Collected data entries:
▶

//! Conversion logic between DTOs and domain entities.

use hiroba_shared::time::timestamp_to_rfc3339;

use crate::domain::{
    ChatMessage, ClientId, CreateSession, MessageBody, MessageKind, MessageQuery, RelayError,
    Session, SessionId, SessionMetadata, SessionStatistics, SessionStatus,
};
use crate::infrastructure::dto::{export::ExportFormat, http, websocket as ws};

// ========================================
// DTO → Domain
// ========================================

impl TryFrom<http::CreateSessionDto> for CreateSession {
    type Error = RelayError;

    fn try_from(dto: http::CreateSessionDto) -> Result<Self, Self::Error> {
        let session_id = dto
            .session_id
            .filter(|id| !id.is_empty())
            .map(SessionId::new)
            .transpose()?;
        Ok(Self {
            session_id,
            password: dto.password,
            require_user_password: dto.require_user_password,
            disable_user_password: dto.disable_user_password,
            metadata: SessionMetadata {
                purpose: dto.purpose,
                notes: dto.notes,
            },
        })
    }
}

impl TryFrom<http::MessagesQuery> for MessageQuery {
    type Error = RelayError;

    fn try_from(query: http::MessagesQuery) -> Result<Self, Self::Error> {
        let non_empty = |value: Option<String>| value.filter(|v| !v.trim().is_empty());
        Ok(Self {
            client_id: non_empty(query.client_id).map(ClientId::new).transpose()?,
            kind: non_empty(query.r#type)
                .map(|t| MessageKind::parse(&t))
                .transpose()?,
            keyword: non_empty(query.q),
        })
    }
}

impl http::ListSessionsQuery {
    pub fn status(&self) -> Result<Option<SessionStatus>, RelayError> {
        Ok(self
            .status
            .as_deref()
            .filter(|s| !s.is_empty())
            .map(SessionStatus::parse)
            .transpose()?)
    }
}

impl http::ExportQuery {
    /// Requested export format; JSON when absent
    pub fn format(&self) -> Result<ExportFormat, RelayError> {
        Ok(self
            .format
            .as_deref()
            .filter(|f| !f.is_empty())
            .map(ExportFormat::parse)
            .transpose()?
            .unwrap_or_default())
    }
}

/// Body text of an inbound chat frame, bounded by the configured limit
pub fn message_body(frame: &ws::WireMessage, max_chars: usize) -> Result<MessageBody, RelayError> {
    Ok(MessageBody::with_limit(frame.message.clone(), max_chars)?)
}

// ========================================
// Domain → DTO
// ========================================

fn wire_type(kind: MessageKind) -> ws::MessageType {
    match kind {
        MessageKind::Message => ws::MessageType::Message,
        MessageKind::System => ws::MessageType::System,
        MessageKind::SessionEnd => ws::MessageType::SessionEnd,
    }
}

impl From<&ChatMessage> for ws::WireMessage {
    fn from(model: &ChatMessage) -> Self {
        Self {
            r#type: wire_type(model.kind),
            client_id: model.author.client_id().map(|id| id.as_str().to_string()),
            message: model.body.as_str().to_string(),
            timestamp: Some(timestamp_to_rfc3339(model.timestamp.value())),
            seq: Some(model.sequence.value()),
        }
    }
}

impl From<&ChatMessage> for http::HistoryMessageDto {
    fn from(model: &ChatMessage) -> Self {
        Self {
            seq: model.sequence.value(),
            message_type: model.kind.as_str().to_string(),
            client_id: model.author.as_str().to_string(),
            content: model.body.as_str().to_string(),
            timestamp: timestamp_to_rfc3339(model.timestamp.value()),
        }
    }
}

impl From<&Session> for http::SessionSummaryDto {
    fn from(model: &Session) -> Self {
        Self {
            session_id: model.id.as_str().to_string(),
            active: !model.is_ended(),
            status: model.status.as_str().to_string(),
            created_at: timestamp_to_rfc3339(model.created_at.value()),
            ended_at: model.ended_at.map(|t| timestamp_to_rfc3339(t.value())),
            password_protected: model.is_password_protected(),
        }
    }
}

impl http::SessionStatisticsDto {
    pub fn from_domain(session_id: &SessionId, stats: SessionStatistics) -> Self {
        Self {
            session_id: session_id.as_str().to_string(),
            total_messages: stats.total_messages,
            total_chars: stats.total_chars,
            total_words: stats.total_words,
            participants: stats.participants,
            user_stats: stats
                .user_stats
                .into_iter()
                .map(|(user, s)| {
                    (
                        user,
                        http::UserStatisticsDto {
                            count: s.count,
                            chars: s.chars,
                            words: s.words,
                        },
                    )
                })
                .collect(),
        }
    }
}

◀

# [Instructions to follow]
Each entry should be reproduced in the output exactly.

# [Answer box]
//! Conversion logic between DTOs and domain entities.

use hiroba_shared::time::timestamp_to_rfc3339;

use crate::domain::{
    ChatMessage, ClientId, CreateSession, MessageBody, MessageKind, MessageQuery, RelayError,
    Session, SessionId, SessionMetadata, SessionStatistics, SessionStatus,
};
use crate::infrastructure::dto::{export::ExportFormat, http, websocket as ws};

// ========================================
// DTO → Domain
// ========================================

impl TryFrom<http::CreateSessionDto> for CreateSession {
    type Error = RelayError;

    fn try_from(dto: http::CreateSessionDto) -> Result<Self, Self::Error> {
        let session_id = dto
            .session_id
            .filter(|id| !id.is_empty())
            .map(SessionId::new)
            .transpose()?;
        Ok(Self {
            session_id,
            password: dto.password,
            require_user_password: dto.require_user_password,
            disable_user_password: dto.disable_user_password,
            metadata: SessionMetadata {
                purpose: dto.purpose,
                notes: dto.notes,
            },
        })
    }
}

impl TryFrom<http::MessagesQuery> for MessageQuery {
    type Error = RelayError;

    fn try_from(query: http::MessagesQuery) -> Result<Self, Self::Error> {
        let non_empty = |value: Option<String>| value.filter(|v| !v.trim().is_empty());
        Ok(Self {
            client_id: non_empty(query.client_id).map(ClientId::new).transpose()?,
            kind: non_empty(query.r#type)
                .map(|t| MessageKind::parse(&t))
                .transpose()?,
            keyword: non_empty(query.q),
        })
    }
}

impl http::ListSessionsQuery {
    pub fn status(&self) -> Result<Option<SessionStatus>, RelayError> {
        Ok(self
            .status
            .as_deref()
            .filter(|s| !s.is_empty())
            .map(SessionStatus::parse)
            .transpose()?)
    }
}

impl http::ExportQuery {
    /// Requested export format; JSON when absent
    pub fn format(&self) -> Result<ExportFormat, RelayError> {
        Ok(self
            .format
            .as_deref()
            .filter(|f| !f.is_empty())
            .map(ExportFormat::parse)
            .transpose()?
            .unwrap_or_default())
    }
}

/// Body text of an inbound chat frame, bounded by the configured limit
pub fn message_body(frame: &ws::WireMessage, max_chars: usize) -> Result<MessageBody, RelayError> {
    Ok(MessageBody::with_limit(frame.message.clone(), max_chars)?)
}

// ========================================
// Domain → DTO
// ========================================

fn wire_type(kind: MessageKind) -> ws::MessageType {
    match kind {
        MessageKind::Message => ws::MessageType::Message,
        MessageKind::System => ws::MessageType::System,
        MessageKind::SessionEnd => ws::MessageType::SessionEnd,
    }
}

impl From<&ChatMessage> for ws::WireMessage {
    fn from(model: &ChatMessage) -> Self {
        Self {
            r#type: wire_type(model.kind),
            client_id: model.author.client_id().map(|id| id.as_str().to_string()),
            message: model.body.as_str().to_string(),
            timestamp: Some(timestamp_to_rfc3339(model.timestamp.value())),
            seq: Some(model.sequence.value()),
        }
    }
}

impl From<&ChatMessage> for http::HistoryMessageDto {
    fn from(model: &ChatMessage) -> Self {
        Self {
            seq: model.sequence.value(),
            message_type: model.kind.as_str().to_string(),
            client_id: model.author.as_str().to_string(),
            content: model.body.as_str().to_string(),
            timestamp: timestamp_to_rfc3339(model.timestamp.value()),
        }
    }
}

impl From<&Session> for http::SessionSummaryDto {
    fn from(model: &Session) -> Self {
        Self {
            session_id: model.id.as_str().to_string(),
            active: !model.is_ended(),
            status: model.status.as_str().to_string(),
            created_at: timestamp_to_rfc3339(model.created_at.value()),
            ended_at: model.ended_at.map(|t| timestamp_to_rfc3339(t.value())),
            password_protected: model.is_password_protected(),
        }
    }
}

impl http::SessionStatisticsDto {
    pub fn from_domain(session_id: &SessionId, stats: SessionStatistics) -> Self {
        Self {
            session_id: session_id.as_str().to_string(),
            total_messages: stats.total_messages,
            total_chars: stats.total_chars,
            total_words: stats.total_words,
            participants: stats.participants,
            user_stats: stats
                .user_stats
                .into_iter()
                .map(|(user, s)| {
                    (
                        user,
                        http::UserStatisticsDto {
                            count: s.count,
                            chars: s.chars,
                            words: s.words,
                        },
                    )
                })
                .collect(),
        }
    }
}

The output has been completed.